Per documents obtained by ESPN, the supplements at issue are raspberry-lemonade flavored NutraBio SuperCarb (which tested positive for Ostarine at 70-2200 picograms per gram powder) and Body Health strawberry-flavored amino-acid blend (660 to 830 picograms). A picogram is one trillionth of a gram.
The supplements returning positive also apparently won’t take Garcia fully out of the woods, doping-wise. Garcia attorney Paul Greene also told ESPN he hopes the finding will only lead to a reduced suspension from the New York State Athletic Commission.
To the commission, fighters are ultimately responsible for the supplements they take, but the finding could help reduce the suspension. From ESPN:
“The World Anti-Doping [Association] code actually recognizes a declaration of a supplement in advance as proof that the athlete took it, and it allows an athlete to get a reduced sanction in most cases,” said Greene, the founding partner of Global Sports Advocates, who is representing Garcia alongside three other attorneys.
“I’m hopeful that [the punishment] will be on the very lowest end of how they determine these cases,” he added. “Normally, there’s a range of sanction based on degree of fault, and when you have a situation where you have a contaminated supplement where it’s not available in an internet search, it’s not on a label, there’s no way an athlete could have possibly known the banned substance was in there unless they would’ve sent it to one of the two WADA-accredited laboratories in advance.”
Greene expressed a hope that Garcia can avoid a hearing and come to an agreement on a punishment with the NYSAC and WBC, throwing out “four months or less” as an appropriate punishment.
Garcia has claimed innocence since his first positive test, often in unhinged ways. He peaked after his B sample tested positive, when he declared “I will swallow steroids” in a since-deleted tweet.

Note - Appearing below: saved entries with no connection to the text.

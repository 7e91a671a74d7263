//! Positioning algorithms

pub mod trilateration;

pub use trilateration::TrilaterationSolver;
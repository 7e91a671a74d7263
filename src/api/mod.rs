//! Caller-facing payload types

pub mod report;

pub use report::SolveReport;
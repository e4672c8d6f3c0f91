//! Initiator task
//!
//! Runs one engine cycle per tick. The direction follows the handshake
//! line sampled at the start of each cycle.

use defmt::*;
use embassy_rp::gpio::Input;
use embassy_rp::peripherals::SPI0;
use embassy_time::{Duration, Ticker};

use tandem_core::{Direction, InitiatorEngine, InitiatorReport, TemplateOutbox};
use tandem_hal::EhInput;
use tandem_hal_rp2040::Rp2040Initiator;
use tandem_protocol::{decode, DecodedFrame};

/// Initiator engine as wired on the board
pub type Initiator =
    InitiatorEngine<Rp2040Initiator<'static, SPI0>, EhInput<Input<'static>>, TemplateOutbox>;

/// Initiator task
#[embassy_executor::task]
pub async fn initiator_task(engine: &'static mut Initiator, cycle_delay_ms: u32) {
    info!("Initiator task started");

    let mut ticker = Ticker::every(Duration::from_millis(cycle_delay_ms as u64));

    loop {
        let report = engine.run_cycle(&mut |_, frame: DecodedFrame<'_>| {
            info!("Received: {}", frame);
        });
        log_report(&report);

        ticker.next().await;
    }
}

fn log_report(report: &InitiatorReport) {
    match (report.direction, &report.outgoing) {
        (Direction::Read, _) => debug!("#{} READ", report.cycle),
        (Direction::Write, Some(frame)) => {
            debug!("#{} WRITE ->{}", report.cycle, decode(frame.as_bytes()))
        }
        (Direction::Write, None) => debug!("#{} WRITE", report.cycle),
    }

    if let Some(failure) = report.staging {
        warn!("#{} frame not staged: {}", report.cycle, failure);
    }
    if let Some(failure) = report.outcome.failure() {
        warn!("#{} {} failed: {}", report.cycle, report.direction, failure);
    }
}
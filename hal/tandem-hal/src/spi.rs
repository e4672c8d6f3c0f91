//! SPI bus configuration
//!
//! Both nodes must agree on clock mode and frame length. Pin assignment is
//! board-specific and lives with the board code, not here.

#[cfg(feature = "serde")]
use serde::{Deserialize, Serialize};

/// Bus-level configuration shared by both nodes
#[derive(Debug, Clone, Copy, PartialEq, Eq)]
#[cfg_attr(feature = "defmt", derive(defmt::Format))]
#[cfg_attr(feature = "serde", derive(Serialize, Deserialize))]
pub struct BusConfig {
    /// Clock frequency in Hz (Initiator only; the Responder follows the clock)
    pub frequency: u32,
    /// Clock polarity and phase
    pub mode: Mode,
    /// Transmit words the Responder driver may queue ahead of the clock
    pub queue_depth: u8,
}

impl Default for BusConfig {
    fn default() -> Self {
        Self {
            frequency: 1_000_000, // 1 MHz
            mode: Mode::Mode0,
            queue_depth: 3,
        }
    }
}

/// SPI clock polarity
#[derive(Debug, Clone, Copy, PartialEq, Eq)]
#[cfg_attr(feature = "defmt", derive(defmt::Format))]
#[cfg_attr(feature = "serde", derive(Serialize, Deserialize))]
pub enum Polarity {
    /// Clock idles low (CPOL=0)
    IdleLow,
    /// Clock idles high (CPOL=1)
    IdleHigh,
}

/// SPI clock phase
#[derive(Debug, Clone, Copy, PartialEq, Eq)]
#[cfg_attr(feature = "defmt", derive(defmt::Format))]
#[cfg_attr(feature = "serde", derive(Serialize, Deserialize))]
pub enum Phase {
    /// Data captured on first clock transition (CPHA=0)
    CaptureOnFirstTransition,
    /// Data captured on second clock transition (CPHA=1)
    CaptureOnSecondTransition,
}

/// SPI mode (combined polarity and phase)
#[derive(Debug, Clone, Copy, PartialEq, Eq)]
#[cfg_attr(feature = "defmt", derive(defmt::Format))]
#[cfg_attr(feature = "serde", derive(Serialize, Deserialize))]
pub enum Mode {
    /// Mode 0: CPOL=0, CPHA=0
    Mode0,
    /// Mode 1: CPOL=0, CPHA=1
    Mode1,
    /// Mode 2: CPOL=1, CPHA=0
    Mode2,
    /// Mode 3: CPOL=1, CPHA=1
    Mode3,
}

impl Mode {
    /// Mode from its conventional number (0-3)
    pub fn from_index(index: u8) -> Option<Self> {
        match index {
            0 => Some(Mode::Mode0),
            1 => Some(Mode::Mode1),
            2 => Some(Mode::Mode2),
            3 => Some(Mode::Mode3),
            _ => None,
        }
    }

    /// Conventional mode number (0-3)
    pub fn index(&self) -> u8 {
        match self {
            Mode::Mode0 => 0,
            Mode::Mode1 => 1,
            Mode::Mode2 => 2,
            Mode::Mode3 => 3,
        }
    }

    /// Clock polarity of this mode
    pub fn polarity(&self) -> Polarity {
        let (polarity, _) = (*self).into();
        polarity
    }

    /// Clock phase of this mode
    pub fn phase(&self) -> Phase {
        let (_, phase) = (*self).into();
        phase
    }
}

impl From<Mode> for (Polarity, Phase) {
    fn from(mode: Mode) -> Self {
        match mode {
            Mode::Mode0 => (Polarity::IdleLow, Phase::CaptureOnFirstTransition),
            Mode::Mode1 => (Polarity::IdleLow, Phase::CaptureOnSecondTransition),
            Mode::Mode2 => (Polarity::IdleHigh, Phase::CaptureOnFirstTransition),
            Mode::Mode3 => (Polarity::IdleHigh, Phase::CaptureOnSecondTransition),
        }
    }
}
//! Fixed-slot pool of transmit/receive buffer pairs

use super::buffer::DmaBuf;

/// Errors from the buffer pool
#[derive(Debug, Clone, Copy, PartialEq, Eq)]
#[cfg_attr(feature = "defmt", derive(defmt::Format))]
pub enum PoolError {
    /// Every pair is currently acquired
    Exhausted,
    /// The pair is not acquired from this pool
    NotAcquired,
}

/// Token for one acquired buffer pair
///
/// Not `Clone`: a pair has exactly one owner until it is released.
#[derive(Debug, PartialEq, Eq)]
#[must_use = "an acquired pair must be released back to its pool"]
pub struct BufferPair {
    slot: usize,
}

impl BufferPair {
    /// Pool slot backing this pair
    pub fn slot(&self) -> usize {
        self.slot
    }
}

#[derive(Clone, Copy)]
struct Slot {
    tx: DmaBuf,
    rx: DmaBuf,
    acquired: bool,
}

impl Slot {
    const FREE: Self = Self {
        tx: DmaBuf::ZEROED,
        rx: DmaBuf::ZEROED,
        acquired: false,
    };
}

/// Pool of `N` buffer pairs
///
/// All memory lives inside the pool, so placing the pool in DMA-capable
/// RAM places every buffer there.
pub struct BufferPool<const N: usize> {
    slots: [Slot; N],
}

impl<const N: usize> Default for BufferPool<N> {
    fn default() -> Self {
        Self::new()
    }
}

impl<const N: usize> BufferPool<N> {
    /// Create a pool with every pair free
    pub const fn new() -> Self {
        Self {
            slots: [Slot::FREE; N],
        }
    }

    /// Acquire a zeroed pair
    pub fn acquire(&mut self) -> Result<BufferPair, PoolError> {
        let (slot, entry) = self
            .slots
            .iter_mut()
            .enumerate()
            .find(|(_, s)| !s.acquired)
            .ok_or(PoolError::Exhausted)?;

        entry.tx.clear();
        entry.rx.clear();
        entry.acquired = true;
        Ok(BufferPair { slot })
    }

    /// Return a pair to the pool
    pub fn release(&mut self, pair: BufferPair) -> Result<(), PoolError> {
        match self.slots.get_mut(pair.slot) {
            Some(entry) if entry.acquired => {
                entry.acquired = false;
                Ok(())
            }
            _ => Err(PoolError::NotAcquired),
        }
    }

    /// Transmit and receive buffers of an acquired pair
    ///
    /// # Panics
    /// Panics if `pair` did not come from this pool. Pairs cannot be forged
    /// outside this module, so that only happens when mixing pools.
    pub fn buffers_mut(&mut self, pair: &BufferPair) -> (&mut DmaBuf, &mut DmaBuf) {
        let entry = &mut self.slots[pair.slot];
        assert!(entry.acquired, "buffer pair used after release");
        (&mut entry.tx, &mut entry.rx)
    }

    /// Number of pairs currently acquired
    pub fn in_use(&self) -> usize {
        self.slots.iter().filter(|s| s.acquired).count()
    }

    /// Total number of pairs
    pub const fn capacity(&self) -> usize {
        N
    }
}

#[cfg(test)]
mod tests {
    use super::*;

    fn span(buf: &DmaBuf) -> core::ops::Range<usize> {
        let start = buf.as_ptr() as usize;
        start..start + buf.len()
    }

    fn overlaps(a: &core::ops::Range<usize>, b: &core::ops::Range<usize>) -> bool {
        a.start < b.end && b.start < a.end
    }

    #[test]
    fn test_acquire_is_zeroed() {
        let mut pool = BufferPool::<1>::new();
        let pair = pool.acquire().unwrap();
        {
            let (tx, rx) = pool.buffers_mut(&pair);
            tx.as_mut_slice().fill(0xAA);
            rx.as_mut_slice().fill(0x55);
        }
        pool.release(pair).unwrap();

        let pair = pool.acquire().unwrap();
        let (tx, rx) = pool.buffers_mut(&pair);
        assert!(tx.as_slice().iter().all(|&b| b == 0));
        assert!(rx.as_slice().iter().all(|&b| b == 0));
    }

    #[test]
    fn test_exhaustion() {
        let mut pool = BufferPool::<2>::new();
        let a = pool.acquire().unwrap();
        let b = pool.acquire().unwrap();
        assert_eq!(pool.acquire(), Err(PoolError::Exhausted));
        assert_eq!(pool.in_use(), 2);

        pool.release(a).unwrap();
        let c = pool.acquire().unwrap();
        assert_eq!(pool.in_use(), 2);
        pool.release(b).unwrap();
        pool.release(c).unwrap();
        assert_eq!(pool.in_use(), 0);
    }

    #[test]
    fn test_live_pairs_never_alias() {
        let mut pool = BufferPool::<4>::new();
        let pairs = [
            pool.acquire().unwrap(),
            pool.acquire().unwrap(),
            pool.acquire().unwrap(),
            pool.acquire().unwrap(),
        ];

        let mut spans = heapless::Vec::<_, 8>::new();
        for pair in &pairs {
            let (tx, rx) = pool.buffers_mut(pair);
            spans.push(span(tx)).unwrap();
            spans.push(span(rx)).unwrap();
        }

        for (i, a) in spans.iter().enumerate() {
            for b in spans.iter().skip(i + 1) {
                assert!(!overlaps(a, b));
            }
        }

        for pair in pairs {
            pool.release(pair).unwrap();
        }
    }

    #[test]
    fn test_back_to_back_reuses_slot() {
        let mut pool = BufferPool::<2>::new();
        for _ in 0..10 {
            let pair = pool.acquire().unwrap();
            assert_eq!(pair.slot(), 0);
            pool.release(pair).unwrap();
        }
    }

    #[test]
    fn test_release_foreign_pair() {
        let mut small = BufferPool::<1>::new();
        let mut big = BufferPool::<4>::new();
        let _first = big.acquire().unwrap();
        let second = big.acquire().unwrap();
        assert_eq!(second.slot(), 1);
        assert_eq!(small.release(second), Err(PoolError::NotAcquired));
    }

    mod props {
        extern crate std;

        use crate::pool::{BufferPair, BufferPool, PoolError};
        use proptest::prelude::*;
        use std::vec::Vec;

        proptest! {
            /// Each live pair keeps its own contents whatever the other
            /// pairs do in between
            #[test]
            fn prop_live_pairs_are_isolated(
                ops in proptest::collection::vec((any::<bool>(), 0usize..4), 0..64)
            ) {
                let mut pool = BufferPool::<4>::new();
                let mut live: Vec<(BufferPair, u8)> = Vec::new();
                let mut tag = 0u8;

                for (acquire, pick) in ops {
                    if acquire {
                        match pool.acquire() {
                            Ok(pair) => {
                                tag = tag.wrapping_add(1).max(1);
                                let (tx, rx) = pool.buffers_mut(&pair);
                                prop_assert!(tx.as_slice().iter().all(|&b| b == 0));
                                prop_assert!(rx.as_slice().iter().all(|&b| b == 0));
                                tx.as_mut_slice().fill(tag);
                                rx.as_mut_slice().fill(!tag);
                                live.push((pair, tag));
                            }
                            Err(e) => {
                                prop_assert_eq!(e, PoolError::Exhausted);
                                prop_assert_eq!(live.len(), 4);
                            }
                        }
                    } else if !live.is_empty() {
                        let (pair, _) = live.swap_remove(pick % live.len());
                        prop_assert_eq!(pool.release(pair), Ok(()));
                    }

                    prop_assert_eq!(pool.in_use(), live.len());
                    for (pair, tag) in &live {
                        let (tx, rx) = pool.buffers_mut(pair);
                        prop_assert!(tx.as_slice().iter().all(|b| b == tag));
                        prop_assert!(rx.as_slice().iter().all(|&b| b == !*tag));
                    }
                }

                for (pair, _) in live {
                    prop_assert_eq!(pool.release(pair), Ok(()));
                }
            }
        }
    }

    #[test]
    fn test_buffers_are_word_aligned() {
        let mut pool = BufferPool::<3>::new();
        let pair = pool.acquire().unwrap();
        let (tx, rx) = pool.buffers_mut(&pair);
        assert_eq!(tx.as_ptr() as usize % 4, 0);
        assert_eq!(rx.as_ptr() as usize % 4, 0);
    }
}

It has been a chaotic time in Garcia’s life in the month since what should have been the biggest win of his career, had he not came in three pounds overweight and lost $1.5 million in the process. In addition to the banned substance fight, he is also facing a defamation lawsuit from influencer Logan Paul’s drink company Prime Hydration. Paul has also claimed Garcia fabricated texts making light of the deaths in the Gaza Strip.